- Brief
In the data that follows, every line containing the word "HeaderValue" should be returned.

- Information shown
//! Typesense HTTP client
//!
//! One `reqwest::Client` per process with explicit connect and request
//! timeouts, the API key carried as a default header. Document ids and the
//! collection name are always added as encoded path segments.

use super::{
    FieldSpec, IndexDocument, IndexError, IndexResult, IndexWriter, UpdateOutcome, MAX_PAGE_SIZE,
};
use async_trait::async_trait;
use reqwest::header::{HeaderMap, HeaderValue};
use reqwest::{Client, StatusCode, Url};
use serde::Deserialize;
use serde_json::{json, Map, Value};
use std::collections::HashSet;
use std::time::Duration;
use tracing::{debug, info, warn};

/// Header carrying the API key
const API_KEY_HEADER: &str = "x-typesense-api-key";
/// Longest response body kept in error messages
const MAX_ERROR_BODY: usize = 200;
/// Request timeout multiplier over the connect timeout
const REQUEST_TIMEOUT_FACTOR: u32 = 3;

/// Connection settings for [`TypesenseClient`]
#[derive(Debug, Clone)]
pub struct TypesenseConfig {
    /// `http` or `https`
    pub protocol: String,
    /// Host name
    pub host: String,
    /// Port
    pub port: u16,
    /// Admin API key
    pub api_key: String,
    /// Collection name
    pub collection: String,
    /// Field named in `query_by` for match-all listings
    pub query_by: String,
    /// TCP connect timeout; the whole request may take three times as long
    pub connect_timeout: Duration,
}

/// Client for one Typesense collection
#[derive(Debug, Clone)]
pub struct TypesenseClient {
    client: Client,
    base_url: Url,
    collection: String,
    query_by: String,
}

#[derive(Debug, Deserialize)]
struct CollectionSchema {
    #[serde(default)]
    fields: Vec<SchemaField>,
}

#[derive(Debug, Deserialize)]
struct SchemaField {
    name: String,
}

#[derive(Debug, Deserialize)]
struct SearchResponse {
    #[serde(default)]
    hits: Vec<SearchHit>,
}

#[derive(Debug, Deserialize)]
struct SearchHit {
    document: Map<String, Value>,
}

impl TypesenseClient {
    /// Build the HTTP client. No request is made.
    pub fn new(config: &TypesenseConfig) -> IndexResult<Self> {
        let base_url = Url::parse(&format!(
            "{}://{}:{}",
            config.protocol, config.host, config.port
        ))
        .map_err(|e| IndexError::InvalidConfig(format!("index URL: {e}")))?;

        let mut api_key = HeaderValue::from_str(&config.api_key)
            .map_err(|_| IndexError::InvalidConfig("API key is not a valid header".to_string()))?;
        api_key.set_sensitive(true);
        let mut headers = HeaderMap::new();
        headers.insert(API_KEY_HEADER, api_key);

        let client = Client::builder()
            .default_headers(headers)
            .connect_timeout(config.connect_timeout)
            .timeout(config.connect_timeout * REQUEST_TIMEOUT_FACTOR)
            .build()
            .map_err(|e| IndexError::InvalidConfig(format!("HTTP client: {e}")))?;

        Ok(Self {
            client,
            base_url,
            collection: config.collection.clone(),
            query_by: config.query_by.clone(),
        })
    }

    /// Base URL the client talks to
    pub fn base_url(&self) -> &Url {
        &self.base_url
    }

    /// URL for `/collections/<collection>/<segments...>`
    pub fn collection_url(&self, segments: &[&str]) -> IndexResult<Url> {
        let mut url = self.base_url.clone();
        url.path_segments_mut()
            .map_err(|_| IndexError::InvalidConfig(format!("bad base URL: {}", self.base_url)))?
            .pop_if_empty()
            .push("collections")
            .push(&self.collection)
            .extend(segments);
        Ok(url)
    }

    async fn error_from(response: reqwest::Response) -> IndexError {
        let status = response.status().as_u16();
        let mut message = response.text().await.unwrap_or_default();
        if message.len() > MAX_ERROR_BODY {
            let mut cut = MAX_ERROR_BODY;
            while !message.is_char_boundary(cut) {
                cut -= 1;
            }
            message.truncate(cut);
        }
        IndexError::HttpError { status, message }
    }

    async fn existing_field_names(&self) -> IndexResult<HashSet<String>> {
        let url = self.collection_url(&[])?;
        let response = self
            .client
            .get(url)
            .send()
            .await
            .map_err(|e| IndexError::NetworkError(e.to_string()))?;
        if !response.status().is_success() {
            return Err(Self::error_from(response).await);
        }
        let schema: CollectionSchema = response
            .json()
            .await
            .map_err(|e| IndexError::ParseError(format!("collection schema: {e}")))?;
        Ok(schema.fields.into_iter().map(|f| f.name).collect())
    }
}

#[async_trait]
impl IndexWriter for TypesenseClient {
    async fn update_document(&self, id: &str, fields: &Map<String, Value>) -> UpdateOutcome {
        let url = match self.collection_url(&["documents", id]) {
            Ok(url) => url,
            Err(e) => return UpdateOutcome::Failed(e.to_string()),
        };
        let response = match self.client.patch(url).json(fields).send().await {
            Ok(response) => response,
            Err(e) => return UpdateOutcome::Failed(e.to_string()),
        };
        match response.status() {
            status if status.is_success() => UpdateOutcome::Updated,
            StatusCode::NOT_FOUND => UpdateOutcome::NotFound,
            _ => UpdateOutcome::Failed(Self::error_from(response).await.to_string()),
        }
    }

    async fn ensure_schema_fields(&self, fields: &[FieldSpec]) -> IndexResult<Vec<String>> {
        let existing = self.existing_field_names().await?;
        let missing: Vec<&FieldSpec> = fields
            .iter()
            .filter(|field| !existing.contains(&field.name))
            .collect();
        if missing.is_empty() {
            debug!(collection = %self.collection, "Schema already has all fields");
            return Ok(Vec::new());
        }

        let url = self.collection_url(&[])?;
        let response = self
            .client
            .patch(url)
            .json(&json!({ "fields": missing }))
            .send()
            .await
            .map_err(|e| IndexError::NetworkError(e.to_string()))?;
        if !response.status().is_success() {
            return Err(Self::error_from(response).await);
        }

        let added: Vec<String> = missing.into_iter().map(|f| f.name.clone()).collect();
        info!(collection = %self.collection, fields = ?added, "Added fields to index schema");
        Ok(added)
    }

    async fn list_page(&self, page: u64, page_size: usize) -> IndexResult<Vec<IndexDocument>> {
        let url = self.collection_url(&["documents", "search"])?;
        let per_page = page_size.clamp(1, MAX_PAGE_SIZE);
        let params = [
            ("q", "*".to_string()),
            ("query_by", self.query_by.clone()),
            ("per_page", per_page.to_string()),
            // The service numbers pages from 1
            ("page", (page + 1).to_string()),
        ];

        let response = self
            .client
            .get(url)
            .query(&params)
            .send()
            .await
            .map_err(|e| IndexError::NetworkError(e.to_string()))?;
        if !response.status().is_success() {
            return Err(Self::error_from(response).await);
        }
        let body: SearchResponse = response
            .json()
            .await
            .map_err(|e| IndexError::ParseError(format!("search response: {e}")))?;

        let mut documents = Vec::with_capacity(body.hits.len());
        for hit in body.hits {
            let id = match hit.document.get("id") {
                Some(Value::String(s)) => s.clone(),
                Some(Value::Number(n)) => n.to_string(),
                _ => {
                    warn!(page, "Skipping search hit without an id");
                    continue;
                }
            };
            documents.push(IndexDocument {
                id,
                fields: hit.document,
            });
        }
        Ok(documents)
    }
}
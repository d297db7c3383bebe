//! PostgreSQL source reader
//!
//! Holds a single-connection pool. Every fetch is preceded by a `SELECT 1`
//! liveness check; the pool tests connections before handing them out and
//! reconnects transparently when the old one went stale.
//!
//! Table, column and key type names are spliced into SQL, so they are
//! validated against a conservative character set first. Cursor values and ids
//! are always bound as text and cast to the key type on the server. Index ids
//! checked for membership are parsed for uuid and integer keys first; an id
//! that cannot be a key is simply absent instead of failing the whole query.

use super::{SourceError, SourceReader, SourceRecord, SourceResult};
use crate::timestamp::RawTimestamp;
use async_trait::async_trait;
use sqlx::postgres::{PgConnectOptions, PgPool, PgPoolOptions};
use sqlx::Row;
use std::collections::{HashMap, HashSet};
use std::time::Duration;
use tracing::{debug, info, warn};
use uuid::Uuid;

/// Alias for the key column in generated queries
const KEY_ALIAS: &str = "__backfill_key";

/// SQLSTATE codes worth retrying: query canceled (statement timeout),
/// serialization failure, deadlock, admin shutdown, cannot connect now
const RETRYABLE_SQLSTATES: &[&str] = &["57014", "40001", "40P01", "57P01", "57P03"];

/// Key types whose ids are parsed before they reach a typed comparison
#[derive(Debug, Clone, Copy, PartialEq, Eq)]
enum KeyKind {
    Uuid,
    Integer { min: i64, max: i64 },
    /// Compared as text, so any id is a valid candidate
    Other,
}

impl KeyKind {
    fn from_type_name(name: &str) -> Self {
        match name.trim().to_ascii_lowercase().as_str() {
            "uuid" => KeyKind::Uuid,
            "smallint" | "int2" => KeyKind::Integer {
                min: i16::MIN.into(),
                max: i16::MAX.into(),
            },
            "integer" | "int" | "int4" => KeyKind::Integer {
                min: i32::MIN.into(),
                max: i32::MAX.into(),
            },
            "bigint" | "int8" => KeyKind::Integer {
                min: i64::MIN,
                max: i64::MAX,
            },
            _ => KeyKind::Other,
        }
    }

    /// Key text as the server renders it, or `None` when `id` cannot be a key.
    fn canonical(&self, id: &str) -> Option<String> {
        match self {
            KeyKind::Uuid => Uuid::parse_str(id)
                .ok()
                .map(|uuid| uuid.hyphenated().to_string()),
            KeyKind::Integer { min, max } => id
                .trim()
                .parse::<i64>()
                .ok()
                .filter(|n| (*min..=*max).contains(n))
                .map(|n| n.to_string()),
            KeyKind::Other => Some(id.to_string()),
        }
    }
}

/// Membership query; keys of unparsed types are compared as text.
fn exists_sql(kind: KeyKind, table: &str, key: &str, key_type: &str) -> String {
    match kind {
        KeyKind::Other => {
            format!("SELECT {key}::text FROM {table} WHERE {key}::text = ANY($1::text[])")
        }
        KeyKind::Uuid | KeyKind::Integer { .. } => format!(
            "SELECT {key}::text FROM {table} WHERE {key} = ANY(CAST($1 AS {key_type}[]))"
        ),
    }
}

/// Group ids by their canonical key, dropping ids that cannot be keys.
fn membership_candidates(kind: KeyKind, ids: &[String]) -> HashMap<String, Vec<String>> {
    let mut candidates: HashMap<String, Vec<String>> = HashMap::new();
    for id in ids {
        if let Some(key) = kind.canonical(id) {
            candidates.entry(key).or_default().push(id.clone());
        }
    }
    candidates
}

/// Connection and table settings for [`PgSourceReader`]
#[derive(Debug, Clone)]
pub struct PgSourceConfig {
    /// Database host
    pub host: String,
    /// Database port
    pub port: u16,
    /// Database name
    pub database: String,
    /// User name
    pub user: String,
    /// Password
    pub password: String,
    /// Connect/acquire timeout
    pub connect_timeout: Duration,
    /// Qualified table name, e.g. `public.products`
    pub table: String,
    /// Ordering key column
    pub key_column: String,
    /// SQL type of the key column, e.g. `uuid`
    pub key_type: String,
}

/// Source reader over one PostgreSQL table
pub struct PgSourceReader {
    pool: PgPool,
    table: String,
    key_column: String,
    key_type: String,
    key_kind: KeyKind,
}

impl std::fmt::Debug for PgSourceReader {
    fn fmt(&self, f: &mut std::fmt::Formatter<'_>) -> std::fmt::Result {
        f.debug_struct("PgSourceReader")
            .field("table", &self.table)
            .field("key_column", &self.key_column)
            .finish()
    }
}

impl PgSourceReader {
    /// Validate names, open the pool and run the first liveness check.
    pub async fn connect(config: &PgSourceConfig) -> SourceResult<Self> {
        validate_identifier(&config.table)?;
        validate_identifier(&config.key_column)?;
        validate_type_name(&config.key_type)?;

        let options = PgConnectOptions::new()
            .host(&config.host)
            .port(config.port)
            .database(&config.database)
            .username(&config.user)
            .password(&config.password)
            .application_name("index-backfill");

        let pool = PgPoolOptions::new()
            .max_connections(1)
            .acquire_timeout(config.connect_timeout)
            .test_before_acquire(true)
            .connect_with(options)
            .await
            .map_err(map_sqlx_error)?;

        let reader = Self {
            pool,
            table: config.table.clone(),
            key_column: config.key_column.clone(),
            key_type: config.key_type.clone(),
            key_kind: KeyKind::from_type_name(&config.key_type),
        };
        reader.ensure_alive().await?;
        info!(
            host = %config.host,
            database = %config.database,
            table = %config.table,
            "Connected to source database"
        );
        Ok(reader)
    }

    /// Liveness check; a failure here means the pool could not reconnect.
    pub async fn ensure_alive(&self) -> SourceResult<()> {
        sqlx::query("SELECT 1")
            .execute(&self.pool)
            .await
            .map_err(map_sqlx_error)?;
        Ok(())
    }

    fn fetch_sql(&self, columns: &[&str], with_cursor: bool) -> String {
        let mut select = vec![format!("{}::text AS {KEY_ALIAS}", self.key_column)];
        select.extend(
            columns
                .iter()
                .map(|column| format!("to_jsonb({column}) AS {column}")),
        );
        let filter = if with_cursor {
            format!(
                "WHERE {} > CAST($1 AS {}) ",
                self.key_column, self.key_type
            )
        } else {
            String::new()
        };
        let limit = if with_cursor { "$2" } else { "$1" };
        format!(
            "SELECT {} FROM {} {filter}ORDER BY {} LIMIT {limit}",
            select.join(", "),
            self.table,
            self.key_column
        )
    }
}

#[async_trait]
impl SourceReader for PgSourceReader {
    async fn fetch_batch(
        &self,
        cursor: &str,
        size: usize,
        columns: &[&str],
    ) -> SourceResult<Vec<SourceRecord>> {
        for column in columns {
            validate_identifier(column)?;
        }
        self.ensure_alive().await?;

        let limit = i64::try_from(size).unwrap_or(i64::MAX);
        let sql = self.fetch_sql(columns, !cursor.is_empty());
        let query = if cursor.is_empty() {
            sqlx::query(&sql).bind(limit)
        } else {
            sqlx::query(&sql).bind(cursor).bind(limit)
        };
        let rows = query.fetch_all(&self.pool).await.map_err(map_sqlx_error)?;

        let mut records = Vec::with_capacity(rows.len());
        for row in rows {
            let id: String = row.try_get(KEY_ALIAS).map_err(map_sqlx_error)?;
            let mut values = Vec::with_capacity(columns.len());
            for column in columns {
                let raw: Option<serde_json::Value> =
                    row.try_get(*column).map_err(map_sqlx_error)?;
                values.push((*column, RawTimestamp::from(raw)));
            }
            records.push(SourceRecord::new(id, values));
        }

        debug!(cursor, fetched = records.len(), "Fetched source batch");
        Ok(records)
    }

    async fn exists_among(&self, ids: &[String]) -> SourceResult<HashSet<String>> {
        let candidates = membership_candidates(self.key_kind, ids);
        let kept: usize = candidates.values().map(Vec::len).sum();
        if kept < ids.len() {
            debug!(
                key_type = %self.key_type,
                skipped = ids.len() - kept,
                "Ids that cannot be keys treated as absent"
            );
        }
        if candidates.is_empty() {
            return Ok(HashSet::new());
        }

        let sql = exists_sql(self.key_kind, &self.table, &self.key_column, &self.key_type);
        let keys: Vec<String> = candidates.keys().cloned().collect();
        let found: Vec<String> = sqlx::query_scalar(&sql)
            .bind(keys)
            .fetch_all(&self.pool)
            .await
            .map_err(map_sqlx_error)?;

        Ok(found
            .iter()
            .filter_map(|key| candidates.get(key))
            .flatten()
            .cloned()
            .collect())
    }

    async fn update_field(&self, ids: &[String], column: &str, value: i64) -> SourceResult<u64> {
        if ids.is_empty() {
            return Ok(0);
        }
        validate_identifier(column)?;
        let sql = format!(
            "UPDATE {table} SET {column} = $1 \
             WHERE {key} = ANY(CAST($2 AS {ty}[])) AND {column} IS NULL",
            table = self.table,
            key = self.key_column,
            ty = self.key_type
        );

        let mut tx = self.pool.begin().await.map_err(map_sqlx_error)?;
        match sqlx::query(&sql)
            .bind(value)
            .bind(ids)
            .execute(&mut *tx)
            .await
        {
            Ok(result) => {
                tx.commit()
                    .await
                    .map_err(|e| SourceError::TransactionError(format!("commit: {e}")))?;
                Ok(result.rows_affected())
            }
            Err(e) => {
                if let Err(rollback_err) = tx.rollback().await {
                    warn!(error = %rollback_err, "Rollback failed");
                }
                // Rolled back either way; only connection loss and retryable
                // SQLSTATEs are worth another attempt
                Err(map_sqlx_error(e))
            }
        }
    }

    async fn close(&self) {
        self.pool.close().await;
        debug!("Source connection closed");
    }
}

fn map_sqlx_error(error: sqlx::Error) -> SourceError {
    match error {
        sqlx::Error::Io(_)
        | sqlx::Error::Tls(_)
        | sqlx::Error::Protocol(_)
        | sqlx::Error::PoolTimedOut
        | sqlx::Error::PoolClosed
        | sqlx::Error::WorkerCrashed => SourceError::ConnectionError(error.to_string()),
        sqlx::Error::Database(ref db)
            if db
                .code()
                .is_some_and(|code| RETRYABLE_SQLSTATES.iter().any(|s| *s == code)) =>
        {
            SourceError::Unavailable(error.to_string())
        }
        other => SourceError::QueryError(other.to_string()),
    }
}

/// Accept `name` or `schema.name` made of ASCII letters, digits and `_`.
fn validate_identifier(name: &str) -> SourceResult<()> {
    let valid = !name.is_empty()
        && name.split('.').all(|part| {
            part.chars()
                .next()
                .is_some_and(|c| c.is_ascii_alphabetic() || c == '_')
                && part.chars().all(|c| c.is_ascii_alphanumeric() || c == '_')
        });
    if valid {
        Ok(())
    } else {
        Err(SourceError::InvalidIdentifier(name.to_string()))
    }
}

/// Accept type names such as `uuid`, `bigint` or `character varying`.
fn validate_type_name(name: &str) -> SourceResult<()> {
    let trimmed = name.trim();
    if !trimmed.is_empty()
        && trimmed
            .chars()
            .all(|c| c.is_ascii_alphanumeric() || c == '_' || c == ' ')
    {
        Ok(())
    } else {
        Err(SourceError::InvalidIdentifier(name.to_string()))
    }
}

- The answer
use reqwest::header::{HeaderMap, HeaderValue};
        let mut api_key = HeaderValue::from_str(&config.api_key)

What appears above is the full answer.